Dataset entries

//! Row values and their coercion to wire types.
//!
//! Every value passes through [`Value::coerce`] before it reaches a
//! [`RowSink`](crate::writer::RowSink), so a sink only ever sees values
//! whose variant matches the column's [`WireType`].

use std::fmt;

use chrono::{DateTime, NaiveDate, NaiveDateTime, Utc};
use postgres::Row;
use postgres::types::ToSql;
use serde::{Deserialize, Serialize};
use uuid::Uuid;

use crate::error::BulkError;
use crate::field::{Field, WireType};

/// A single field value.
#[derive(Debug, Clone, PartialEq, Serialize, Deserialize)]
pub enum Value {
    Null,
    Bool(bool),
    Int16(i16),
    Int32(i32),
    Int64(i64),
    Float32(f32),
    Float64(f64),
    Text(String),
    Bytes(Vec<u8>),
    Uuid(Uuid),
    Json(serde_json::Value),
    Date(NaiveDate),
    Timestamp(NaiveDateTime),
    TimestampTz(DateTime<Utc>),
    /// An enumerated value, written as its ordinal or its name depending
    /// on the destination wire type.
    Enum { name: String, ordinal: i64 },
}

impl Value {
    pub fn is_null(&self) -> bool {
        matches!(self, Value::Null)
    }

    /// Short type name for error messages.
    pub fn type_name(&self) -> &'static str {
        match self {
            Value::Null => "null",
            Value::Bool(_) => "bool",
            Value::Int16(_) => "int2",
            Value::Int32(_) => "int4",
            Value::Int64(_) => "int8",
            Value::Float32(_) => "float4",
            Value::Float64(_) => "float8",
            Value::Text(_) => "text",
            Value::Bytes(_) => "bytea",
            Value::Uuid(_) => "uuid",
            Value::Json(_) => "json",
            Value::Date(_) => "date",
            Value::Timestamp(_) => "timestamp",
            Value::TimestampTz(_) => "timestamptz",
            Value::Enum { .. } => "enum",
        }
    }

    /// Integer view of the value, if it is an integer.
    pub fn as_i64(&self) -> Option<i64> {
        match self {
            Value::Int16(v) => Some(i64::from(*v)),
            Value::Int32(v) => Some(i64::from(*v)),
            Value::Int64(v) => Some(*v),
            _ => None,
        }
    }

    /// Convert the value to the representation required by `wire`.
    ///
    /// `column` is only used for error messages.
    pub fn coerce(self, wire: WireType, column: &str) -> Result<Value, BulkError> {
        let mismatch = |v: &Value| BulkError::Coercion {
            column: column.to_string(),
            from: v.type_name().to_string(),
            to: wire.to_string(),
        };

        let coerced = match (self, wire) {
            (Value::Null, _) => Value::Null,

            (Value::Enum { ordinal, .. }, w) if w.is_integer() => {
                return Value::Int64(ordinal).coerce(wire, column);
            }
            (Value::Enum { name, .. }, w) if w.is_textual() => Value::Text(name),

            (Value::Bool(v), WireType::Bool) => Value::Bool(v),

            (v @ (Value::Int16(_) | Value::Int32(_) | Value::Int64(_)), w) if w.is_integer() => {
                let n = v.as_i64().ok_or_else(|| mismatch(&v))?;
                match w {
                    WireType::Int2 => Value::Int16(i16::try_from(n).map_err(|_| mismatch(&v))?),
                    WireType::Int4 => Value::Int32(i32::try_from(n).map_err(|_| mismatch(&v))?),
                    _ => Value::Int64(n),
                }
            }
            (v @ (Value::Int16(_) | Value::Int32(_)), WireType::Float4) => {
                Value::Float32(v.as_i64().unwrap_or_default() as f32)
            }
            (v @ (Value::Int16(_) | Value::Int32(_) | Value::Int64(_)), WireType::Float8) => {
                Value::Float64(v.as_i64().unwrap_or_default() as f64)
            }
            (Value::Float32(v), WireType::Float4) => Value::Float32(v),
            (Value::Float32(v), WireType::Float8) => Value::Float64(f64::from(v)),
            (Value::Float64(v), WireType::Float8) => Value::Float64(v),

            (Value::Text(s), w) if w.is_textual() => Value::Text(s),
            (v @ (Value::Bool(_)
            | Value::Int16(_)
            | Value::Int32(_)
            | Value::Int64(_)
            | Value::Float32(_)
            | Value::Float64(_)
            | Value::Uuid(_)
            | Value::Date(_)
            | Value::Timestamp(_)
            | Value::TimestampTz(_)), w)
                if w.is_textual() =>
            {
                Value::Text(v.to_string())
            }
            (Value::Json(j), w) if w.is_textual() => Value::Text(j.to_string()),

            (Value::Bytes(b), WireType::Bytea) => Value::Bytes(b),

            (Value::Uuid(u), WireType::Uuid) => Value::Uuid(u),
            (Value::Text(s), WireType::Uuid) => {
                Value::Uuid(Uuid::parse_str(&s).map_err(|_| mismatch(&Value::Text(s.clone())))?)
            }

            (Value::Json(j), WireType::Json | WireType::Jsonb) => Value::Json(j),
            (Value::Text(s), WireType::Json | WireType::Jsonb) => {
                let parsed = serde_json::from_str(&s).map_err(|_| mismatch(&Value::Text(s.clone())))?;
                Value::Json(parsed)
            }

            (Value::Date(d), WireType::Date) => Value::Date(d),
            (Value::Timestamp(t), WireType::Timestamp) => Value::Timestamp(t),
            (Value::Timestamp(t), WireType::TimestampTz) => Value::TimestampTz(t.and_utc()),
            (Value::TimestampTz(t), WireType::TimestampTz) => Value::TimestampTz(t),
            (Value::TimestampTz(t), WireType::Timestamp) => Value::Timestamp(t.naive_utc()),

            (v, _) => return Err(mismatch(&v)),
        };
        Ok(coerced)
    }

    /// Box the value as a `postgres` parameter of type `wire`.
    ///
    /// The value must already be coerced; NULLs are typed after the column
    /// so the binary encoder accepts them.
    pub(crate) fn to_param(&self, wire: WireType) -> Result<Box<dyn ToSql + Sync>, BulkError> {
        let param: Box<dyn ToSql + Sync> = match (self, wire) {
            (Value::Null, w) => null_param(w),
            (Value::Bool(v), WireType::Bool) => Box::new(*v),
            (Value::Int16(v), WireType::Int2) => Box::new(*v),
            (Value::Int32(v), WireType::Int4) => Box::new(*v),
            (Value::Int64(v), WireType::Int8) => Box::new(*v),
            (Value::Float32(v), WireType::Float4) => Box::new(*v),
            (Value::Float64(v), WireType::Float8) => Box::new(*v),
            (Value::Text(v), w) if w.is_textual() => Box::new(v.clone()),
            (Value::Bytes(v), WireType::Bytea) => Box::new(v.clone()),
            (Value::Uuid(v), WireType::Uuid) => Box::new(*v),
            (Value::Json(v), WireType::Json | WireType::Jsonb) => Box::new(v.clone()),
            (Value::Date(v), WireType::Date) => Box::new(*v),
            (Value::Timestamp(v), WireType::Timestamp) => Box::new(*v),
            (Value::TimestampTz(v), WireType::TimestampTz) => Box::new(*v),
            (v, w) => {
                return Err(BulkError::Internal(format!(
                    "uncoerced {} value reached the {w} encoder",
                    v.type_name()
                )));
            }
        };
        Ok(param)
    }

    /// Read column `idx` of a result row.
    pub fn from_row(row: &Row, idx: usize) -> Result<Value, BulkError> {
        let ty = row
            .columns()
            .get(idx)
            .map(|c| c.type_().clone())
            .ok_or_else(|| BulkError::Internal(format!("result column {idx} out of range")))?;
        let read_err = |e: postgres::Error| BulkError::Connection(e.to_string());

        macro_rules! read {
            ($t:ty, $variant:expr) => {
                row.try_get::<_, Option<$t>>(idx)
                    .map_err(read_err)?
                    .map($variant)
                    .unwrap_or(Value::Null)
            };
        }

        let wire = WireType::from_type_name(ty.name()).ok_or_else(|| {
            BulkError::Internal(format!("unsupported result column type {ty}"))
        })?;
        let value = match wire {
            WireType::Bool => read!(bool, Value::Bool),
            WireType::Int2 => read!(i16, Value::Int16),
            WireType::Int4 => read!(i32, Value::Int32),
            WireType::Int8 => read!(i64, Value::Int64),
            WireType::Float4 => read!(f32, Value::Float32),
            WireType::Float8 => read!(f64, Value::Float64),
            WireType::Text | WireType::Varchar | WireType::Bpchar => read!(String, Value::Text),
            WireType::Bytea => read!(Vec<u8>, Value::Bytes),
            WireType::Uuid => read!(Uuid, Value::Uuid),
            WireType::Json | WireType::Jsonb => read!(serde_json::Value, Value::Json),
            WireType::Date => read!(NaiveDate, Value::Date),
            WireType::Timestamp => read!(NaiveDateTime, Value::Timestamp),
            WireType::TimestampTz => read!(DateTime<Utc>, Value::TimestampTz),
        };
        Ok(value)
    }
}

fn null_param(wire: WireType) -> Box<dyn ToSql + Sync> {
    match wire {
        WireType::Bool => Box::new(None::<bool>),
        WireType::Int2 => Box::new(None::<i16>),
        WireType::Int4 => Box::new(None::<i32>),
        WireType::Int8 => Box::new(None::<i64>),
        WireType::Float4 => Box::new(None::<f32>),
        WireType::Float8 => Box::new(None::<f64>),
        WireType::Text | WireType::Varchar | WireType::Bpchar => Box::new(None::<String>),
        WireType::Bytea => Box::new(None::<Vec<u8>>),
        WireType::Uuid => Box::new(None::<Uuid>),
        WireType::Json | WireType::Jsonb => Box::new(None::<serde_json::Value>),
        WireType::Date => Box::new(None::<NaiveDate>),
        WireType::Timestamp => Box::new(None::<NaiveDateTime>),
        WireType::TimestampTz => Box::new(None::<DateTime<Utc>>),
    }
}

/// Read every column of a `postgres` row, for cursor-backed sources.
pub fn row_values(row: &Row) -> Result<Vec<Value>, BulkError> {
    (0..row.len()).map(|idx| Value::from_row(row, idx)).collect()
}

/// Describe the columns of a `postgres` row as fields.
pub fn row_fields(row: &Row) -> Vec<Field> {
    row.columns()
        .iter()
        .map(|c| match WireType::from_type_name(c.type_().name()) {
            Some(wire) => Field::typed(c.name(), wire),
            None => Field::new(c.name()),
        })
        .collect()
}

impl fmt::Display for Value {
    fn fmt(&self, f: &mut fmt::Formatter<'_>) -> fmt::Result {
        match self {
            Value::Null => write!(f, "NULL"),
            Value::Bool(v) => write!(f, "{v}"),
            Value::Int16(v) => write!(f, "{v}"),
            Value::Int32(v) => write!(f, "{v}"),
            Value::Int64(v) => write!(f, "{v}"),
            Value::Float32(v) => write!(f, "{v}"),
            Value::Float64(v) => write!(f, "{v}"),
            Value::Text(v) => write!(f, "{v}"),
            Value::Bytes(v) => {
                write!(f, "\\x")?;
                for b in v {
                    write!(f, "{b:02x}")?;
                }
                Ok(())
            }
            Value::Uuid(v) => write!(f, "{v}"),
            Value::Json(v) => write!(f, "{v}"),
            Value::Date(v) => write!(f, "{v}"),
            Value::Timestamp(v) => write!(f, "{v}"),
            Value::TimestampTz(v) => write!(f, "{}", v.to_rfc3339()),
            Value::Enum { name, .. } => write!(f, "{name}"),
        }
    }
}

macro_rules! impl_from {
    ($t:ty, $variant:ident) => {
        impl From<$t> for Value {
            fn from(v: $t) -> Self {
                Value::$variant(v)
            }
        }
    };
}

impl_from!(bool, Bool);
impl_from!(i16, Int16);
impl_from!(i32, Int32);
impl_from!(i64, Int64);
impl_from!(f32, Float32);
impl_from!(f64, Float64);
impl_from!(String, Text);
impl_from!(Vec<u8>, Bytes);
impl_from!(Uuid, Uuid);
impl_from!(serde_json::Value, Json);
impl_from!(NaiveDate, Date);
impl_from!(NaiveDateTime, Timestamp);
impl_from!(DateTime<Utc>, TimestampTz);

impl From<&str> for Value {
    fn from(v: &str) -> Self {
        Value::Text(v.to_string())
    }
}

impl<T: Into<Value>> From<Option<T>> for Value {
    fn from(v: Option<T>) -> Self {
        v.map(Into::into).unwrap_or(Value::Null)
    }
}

* * *

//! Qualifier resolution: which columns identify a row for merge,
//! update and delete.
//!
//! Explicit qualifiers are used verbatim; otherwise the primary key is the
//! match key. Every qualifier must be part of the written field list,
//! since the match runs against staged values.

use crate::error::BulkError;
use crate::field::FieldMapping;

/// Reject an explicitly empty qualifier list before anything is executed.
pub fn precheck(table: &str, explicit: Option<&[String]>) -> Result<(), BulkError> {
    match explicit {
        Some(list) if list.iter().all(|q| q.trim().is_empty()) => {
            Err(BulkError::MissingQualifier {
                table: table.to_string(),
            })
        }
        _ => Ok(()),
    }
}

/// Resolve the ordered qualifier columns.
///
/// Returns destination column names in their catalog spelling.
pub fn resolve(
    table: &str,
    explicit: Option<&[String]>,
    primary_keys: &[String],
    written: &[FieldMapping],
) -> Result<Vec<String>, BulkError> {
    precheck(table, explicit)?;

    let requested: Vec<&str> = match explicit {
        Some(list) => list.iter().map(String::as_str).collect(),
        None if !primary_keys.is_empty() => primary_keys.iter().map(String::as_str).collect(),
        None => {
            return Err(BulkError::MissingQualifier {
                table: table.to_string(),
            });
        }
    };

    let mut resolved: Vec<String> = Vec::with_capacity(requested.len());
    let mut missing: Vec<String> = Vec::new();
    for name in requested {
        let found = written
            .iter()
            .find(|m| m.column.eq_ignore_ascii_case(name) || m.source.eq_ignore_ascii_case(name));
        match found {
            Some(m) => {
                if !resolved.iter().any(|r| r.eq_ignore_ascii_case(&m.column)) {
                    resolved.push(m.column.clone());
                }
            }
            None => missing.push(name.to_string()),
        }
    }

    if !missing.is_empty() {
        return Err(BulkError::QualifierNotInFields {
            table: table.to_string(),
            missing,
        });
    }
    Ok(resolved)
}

*How to complete this task*. If a line in the entries above contains "Option", report it.

*Answer to the problem*.
    pub fn as_i64(&self) -> Option<i64> {
                row.try_get::<_, Option<$t>>(idx)
impl<T: Into<Value>> From<Option<T>> for Value {
    fn from(v: Option<T>) -> Self {
pub fn precheck(table: &str, explicit: Option<&[String]>) -> Result<(), BulkError> {
    explicit: Option<&[String]>,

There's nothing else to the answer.